So why THEE HELL does everybody have to drink that crap and bathe in it?
Legitimate and reasonable answers welcome.
As for the topic of health, I must have run hard enough the other night to jostle my innards — for I awoke (barely) on Monday morning to the not-at-all delightful sensation that my right eyeball was about to explode from its socket. No, not glaucoma. Severe acute headache.
It took all day to shake that bastard, but I feel fine now.
Nonetheless, it is very strange — when even the simplest task feels like a miserable burden. Another reason I don’t drink.

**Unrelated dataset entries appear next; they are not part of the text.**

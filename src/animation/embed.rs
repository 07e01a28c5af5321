//! SVG-native animation embedding.
//!
//! Inserts a SMIL `<animateTransform>` for an [`AnimationSpec`] into icon
//! markup so the same timing model previews natively in a browser. The
//! rewrite works on the markup event stream:
//!
//! 1. Scan the document shape (root element, direct children, view bounds).
//! 2. Pick the animation target: the first `<g>` child, or a synthesized
//!    group wrapping every non-`defs` child (animations must target a
//!    container, never bare leaf shapes).
//! 3. Splice the transform in: directly for spin, inside a nested
//!    animation group with an explicit center pivot for pulse and flip.
//!
//! Any malformed input short-circuits to returning the input unchanged;
//! this path never errors.

use kurbo::Point;
use quick_xml::events::{BytesEnd, BytesStart, Event};
use quick_xml::{Reader, Writer};

use crate::animation::preset::{AnimationPreset, AnimationSpec};
use crate::animation::track::{self, Keyframe, TransformTrack};

/// Apply an animation token (e.g. `"spin:2s"`) to icon markup.
///
/// Unknown presets and malformed markup return the input byte-identical.
pub fn animate_markup(svg: &str, animation: &str) -> String {
    match AnimationSpec::parse(animation) {
        Some(spec) => embed_animation(svg, &spec),
        None => svg.to_string(),
    }
}

/// Embed the SMIL transform for a resolved spec. Malformed markup returns
/// the input unchanged.
pub fn embed_animation(svg: &str, spec: &AnimationSpec) -> String {
    match try_embed(svg, spec) {
        Some(out) => out,
        None => {
            tracing::debug!("markup not animatable, returning input unchanged");
            svg.to_string()
        }
    }
}

fn try_embed(svg: &str, spec: &AnimationSpec) -> Option<String> {
    let events = collect_events(svg)?;
    let shape = scan(&events)?;

    let Event::Start(root) = &events[shape.root_start] else {
        return None;
    };
    let center = root_center(root)?;

    let anim = animate_transform_event(spec, center);
    // Pulse and flip animate a nested sub-layer so a pre-existing layout
    // transform on the target group is never clobbered.
    let inner = if spec.preset() == AnimationPreset::Spin {
        None
    } else {
        Some(animation_group(center))
    };

    let rebuilt = if let Some(group) = shape.children.iter().find(|c| c.name == b"g") {
        rebuild_into_group(&events, group, inner, anim)?
    } else {
        let visuals: Vec<(usize, usize)> = shape
            .children
            .iter()
            .filter(|c| c.name != b"defs")
            .map(|c| (c.start, c.end))
            .collect();
        if visuals.is_empty() {
            return None;
        }
        rebuild_with_wrap(&events, &shape, &visuals, inner, anim)
    };

    write_events(rebuilt)
}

Women: Oh, whatever. I simply no longer hope to find a kind, creative, intelligent, reasonable one around here. This does not preclude finding one elsewhere. They certainly exist. I’ve seen them! And if you think that the disappointed observations seem sexist, I invite you (on your next toothpaste run) to go explore the greeting card section of your local drugstore/pharmacy/chemist/whatever-you-call-it. Check out the ones designed for middle-aged women. About half of them are dedicated to the topic of how stupid men are.
(Not that I’m arguing with that, either. Today I was walking and thinking, and although many businesses have fallen and been replaced, and cosmetically there’s a tweak here or there, the world is still pretty much exactly as it was when I was a child. Obviously we have the internet and all the zany gadgets –
Incidentally: Gregory officially dubs this chapter of human history The Age of Gadgets
– but basically not much has changed. I’m just a bit taller and manlier. Meanwhile, all the stupid things men have invented — armies, corporations, endless arrays of weapons, enough nuclear missiles to kill all life on the planet many times over — all that shit is still there.
What are we gonna do about it?)
Well, I’ll tell you what I’m gonna do about it.
Despite many fast’n'weird encounters with friends throughout the year, this has been yet another solar orbital of loneliness and nagging futility for me. And everybody’s always got bullshit advice, too:
“You just have to try a little harder.”
“As soon as you do [whatever random, largely unrelated thing], then everything else will just work itself out.”
“You Just Haven’t Earned It Yet, Baby” (Thanks, Moz. Bang your head.)
“She’s out there for you, somewhere.”
Etc. etc. etc.
Well, that’s fine — people have to talk, even if it’s largely in cliches — but (as is likely apparent by now) I just loathe fake happiness. Real happiness, great — even if it’s over something silly or trite. But otherwise, I tend to feel that emotional honesty leads to the best overall path. Even (sometimes especially) if that means being despondent or mopey or whatever you want to call it.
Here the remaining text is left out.